• PROBLEM STATEMENT: Please show every line from the entries that carries the word "AtsScore".

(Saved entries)
________

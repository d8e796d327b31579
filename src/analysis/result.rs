//! Analysis result structures handed to the presentation layer

use serde::{Deserialize, Serialize};
use std::fmt;

/// Complete outcome of one ATS analysis pass
#[derive(Debug, Clone, PartialEq, Serialize, Deserialize)]
#[serde(rename_all = "camelCase")]
pub struct AnalysisResult {
    pub score: AtsScore,
    pub issues: Vec<Issue>,
    pub recommendations: Vec<String>,
    pub passed_checks: Vec<String>,
    pub keyword_density: Vec<KeywordDensity>,
    #[serde(rename = "estimatedATSCompatibility")]
    pub estimated_ats_compatibility: Compatibility,
}

#[derive(Debug, Clone, Copy, PartialEq, Eq, Serialize, Deserialize)]
pub struct AtsScore {
    /// Rounded mean of the five section scores (0-100)
    pub overall: u8,
    pub sections: SectionScores,
}

#[derive(Debug, Clone, Copy, Default, PartialEq, Eq, Serialize, Deserialize)]
pub struct SectionScores {
    pub keywords: u8,
    pub formatting: u8,
    pub structure: u8,
    pub completeness: u8,
    pub readability: u8,
}

#[derive(Debug, Clone, PartialEq, Eq, Serialize, Deserialize)]
pub struct Issue {
    #[serde(rename = "type")]
    pub issue_type: IssueType,
    pub category: IssueCategory,
    pub title: String,
    pub description: String,
    pub fix: String,
    pub impact: Impact,
}

#[derive(Debug, Clone, PartialEq, Serialize, Deserialize)]
pub struct KeywordDensity {
    pub keyword: String,
    pub count: usize,
    /// Share of resume tokens, rounded to two decimals
    pub percentage: f64,
}

#[derive(Debug, Clone, Copy, PartialEq, Eq, Hash, PartialOrd, Ord, Serialize, Deserialize)]
#[serde(rename_all = "lowercase")]
pub enum IssueType {
    Error,
    Warning,
    Suggestion,
}

#[derive(Debug, Clone, Copy, PartialEq, Eq, Hash, PartialOrd, Ord, Serialize, Deserialize)]
#[serde(rename_all = "lowercase")]
pub enum IssueCategory {
    Keywords,
    Formatting,
    Structure,
    Completeness,
    Readability,
}

#[derive(Debug, Clone, Copy, PartialEq, Eq, Hash, PartialOrd, Ord, Serialize, Deserialize)]
#[serde(rename_all = "lowercase")]
pub enum Impact {
    High,
    Medium,
    Low,
}

#[derive(Debug, Clone, Copy, PartialEq, Eq, Serialize, Deserialize)]
#[serde(rename_all = "lowercase")]
pub enum Compatibility {
    Excellent,
    Good,
    Fair,
    Poor,
}

impl Issue {
    pub fn new(
        issue_type: IssueType,
        category: IssueCategory,
        title: impl Into<String>,
        description: impl Into<String>,
        fix: impl Into<String>,
        impact: Impact,
    ) -> Self {
        Self {
            issue_type,
            category,
            title: title.into(),
            description: description.into(),
            fix: fix.into(),
            impact,
        }
    }
}

impl SectionScores {
    /// Scores in check order, paired with their category
    pub fn iter(&self) -> impl Iterator<Item = (IssueCategory, u8)> {
        [
            (IssueCategory::Keywords, self.keywords),
            (IssueCategory::Formatting, self.formatting),
            (IssueCategory::Structure, self.structure),
            (IssueCategory::Completeness, self.completeness),
            (IssueCategory::Readability, self.readability),
        ]
        .into_iter()
    }

    pub fn get(&self, category: IssueCategory) -> u8 {
        match category {
            IssueCategory::Keywords => self.keywords,
            IssueCategory::Formatting => self.formatting,
            IssueCategory::Structure => self.structure,
            IssueCategory::Completeness => self.completeness,
            IssueCategory::Readability => self.readability,
        }
    }

    /// Rounded arithmetic mean of the five scores
    pub fn overall(&self) -> u8 {
        let sum: u32 = self.iter().map(|(_, score)| u32::from(score)).sum();
        (f64::from(sum) / 5.0).round() as u8
    }
}

impl Compatibility {
    pub fn from_score(overall: u8) -> Self {
        if overall >= 85 {
            Compatibility::Excellent
        } else if overall >= 70 {
            Compatibility::Good
        } else if overall >= 55 {
            Compatibility::Fair
        } else {
            Compatibility::Poor
        }
    }

    pub fn label(&self) -> &'static str {
        match self {
            Compatibility::Excellent => "Excellent",
            Compatibility::Good => "Good",
            Compatibility::Fair => "Fair",
            Compatibility::Poor => "Poor",
        }
    }
}

impl AnalysisResult {
    /// Issues grouped by category, categories in check order
    pub fn issues_by_category(&self) -> Vec<(IssueCategory, Vec<&Issue>)> {
        IssueCategory::ALL
            .iter()
            .map(|category| {
                let issues: Vec<&Issue> =
                    self.issues.iter().filter(|i| i.category == *category).collect();
                (*category, issues)
            })
            .filter(|(_, issues)| !issues.is_empty())
            .collect()
    }

    /// Issues grouped by impact, highest impact first
    pub fn issues_by_impact(&self) -> Vec<(Impact, Vec<&Issue>)> {
        [Impact::High, Impact::Medium, Impact::Low]
            .into_iter()
            .map(|impact| {
                let issues: Vec<&Issue> = self.issues.iter().filter(|i| i.impact == impact).collect();
                (impact, issues)
            })
            .filter(|(_, issues)| !issues.is_empty())
            .collect()
    }

    pub fn has_errors(&self) -> bool {
        self.issues.iter().any(|i| i.issue_type == IssueType::Error)
    }
}

impl IssueCategory {
    pub const ALL: [IssueCategory; 5] = [
        IssueCategory::Keywords,
        IssueCategory::Formatting,
        IssueCategory::Structure,
        IssueCategory::Completeness,
        IssueCategory::Readability,
    ];
}

impl fmt::Display for IssueCategory {
    fn fmt(&self, f: &mut fmt::Formatter<'_>) -> fmt::Result {
        let name = match self {
            IssueCategory::Keywords => "Keywords",
            IssueCategory::Formatting => "Formatting",
            IssueCategory::Structure => "Structure",
            IssueCategory::Completeness => "Completeness",
            IssueCategory::Readability => "Readability",
        };
        write!(f, "{}", name)
    }
}

impl fmt::Display for IssueType {
    fn fmt(&self, f: &mut fmt::Formatter<'_>) -> fmt::Result {
        let name = match self {
            IssueType::Error => "error",
            IssueType::Warning => "warning",
            IssueType::Suggestion => "suggestion",
        };
        write!(f, "{}", name)
    }
}

impl fmt::Display for Impact {
    fn fmt(&self, f: &mut fmt::Formatter<'_>) -> fmt::Result {
        let name = match self {
            Impact::High => "high",
            Impact::Medium => "medium",
            Impact::Low => "low",
        };
        write!(f, "{}", name)
    }
}

impl fmt::Display for Compatibility {
    fn fmt(&self, f: &mut fmt::Formatter<'_>) -> fmt::Result {
        write!(f, "{}", self.label().to_lowercase())
    }
}

#[cfg(test)]
mod tests {
    use super::*;

    fn scores(values: [u8; 5]) -> SectionScores {
        SectionScores {
            keywords: values[0],
            formatting: values[1],
            structure: values[2],
            completeness: values[3],
            readability: values[4],
        }
    }

    #[test]
    fn test_compatibility_thresholds() {
        let cases = [
            (100, Compatibility::Excellent),
            (85, Compatibility::Excellent),
            (84, Compatibility::Good),
            (70, Compatibility::Good),
            (69, Compatibility::Fair),
            (55, Compatibility::Fair),
            (54, Compatibility::Poor),
            (0, Compatibility::Poor),
        ];
        for (score, expected) in cases {
            assert_eq!(Compatibility::from_score(score), expected, "score {}", score);
        }
    }

    #[test]
    fn test_overall_is_rounded_mean() {
        assert_eq!(scores([85, 90, 80, 100, 85]).overall(), 88);
        // 40 + 75 + 60 + 20 + 55 = 250 -> 50.0
        assert_eq!(scores([40, 75, 60, 20, 55]).overall(), 50);
        // 30 + 65 + 75 + 85 + 57 = 312 -> 62.4
        assert_eq!(scores([30, 65, 75, 85, 57]).overall(), 62);
        // 85 + 90 + 80 + 85 + 88 = 428 -> 85.6
        assert_eq!(scores([85, 90, 80, 85, 88]).overall(), 86);
        assert_eq!(scores([0, 0, 0, 0, 0]).overall(), 0);
        assert_eq!(scores([100, 100, 100, 100, 100]).overall(), 100);
    }

    #[test]
    fn test_serialized_field_names() {
        let result = AnalysisResult {
            score: AtsScore {
                overall: 72,
                sections: scores([60, 75, 75, 100, 55]),
            },
            issues: vec![Issue::new(
                IssueType::Warning,
                IssueCategory::Keywords,
                "Limited Keywords",
                "desc",
                "fix",
                Impact::Medium,
            )],
            recommendations: vec![],
            passed_checks: vec!["ok".to_string()],
            keyword_density: vec![KeywordDensity {
                keyword: "python".to_string(),
                count: 3,
                percentage: 1.25,
            }],
            estimated_ats_compatibility: Compatibility::Good,
        };

        let json = serde_json::to_value(&result).unwrap();
        assert_eq!(json["score"]["overall"], 72);
        assert_eq!(json["score"]["sections"]["completeness"], 100);
        assert_eq!(json["issues"][0]["type"], "warning");
        assert_eq!(json["issues"][0]["category"], "keywords");
        assert_eq!(json["issues"][0]["impact"], "medium");
        assert_eq!(json["passedChecks"][0], "ok");
        assert_eq!(json["keywordDensity"][0]["percentage"], 1.25);
        assert_eq!(json["estimatedATSCompatibility"], "good");
    }

    #[test]
    fn test_issue_grouping() {
        let issue = |category, impact| {
            Issue::new(IssueType::Suggestion, category, "t", "d", "f", impact)
        };
        let result = AnalysisResult {
            score: AtsScore {
                overall: 50,
                sections: scores([50; 5]),
            },
            issues: vec![
                issue(IssueCategory::Readability, Impact::Low),
                issue(IssueCategory::Keywords, Impact::High),
                issue(IssueCategory::Readability, Impact::Medium),
            ],
            recommendations: vec![],
            passed_checks: vec![],
            keyword_density: vec![],
            estimated_ats_compatibility: Compatibility::Poor,
        };

        let by_category = result.issues_by_category();
        assert_eq!(by_category.len(), 2);
        assert_eq!(by_category[0].0, IssueCategory::Keywords);
        assert_eq!(by_category[1].1.len(), 2);

        let by_impact = result.issues_by_impact();
        assert_eq!(by_impact.len(), 3);
        assert_eq!(by_impact[0].0, Impact::High);
        assert!(!result.has_errors());
    }
}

________

• EXPECTED ANSWER:
    pub score: AtsScore,
pub struct AtsScore {
            score: AtsScore {
            score: AtsScore {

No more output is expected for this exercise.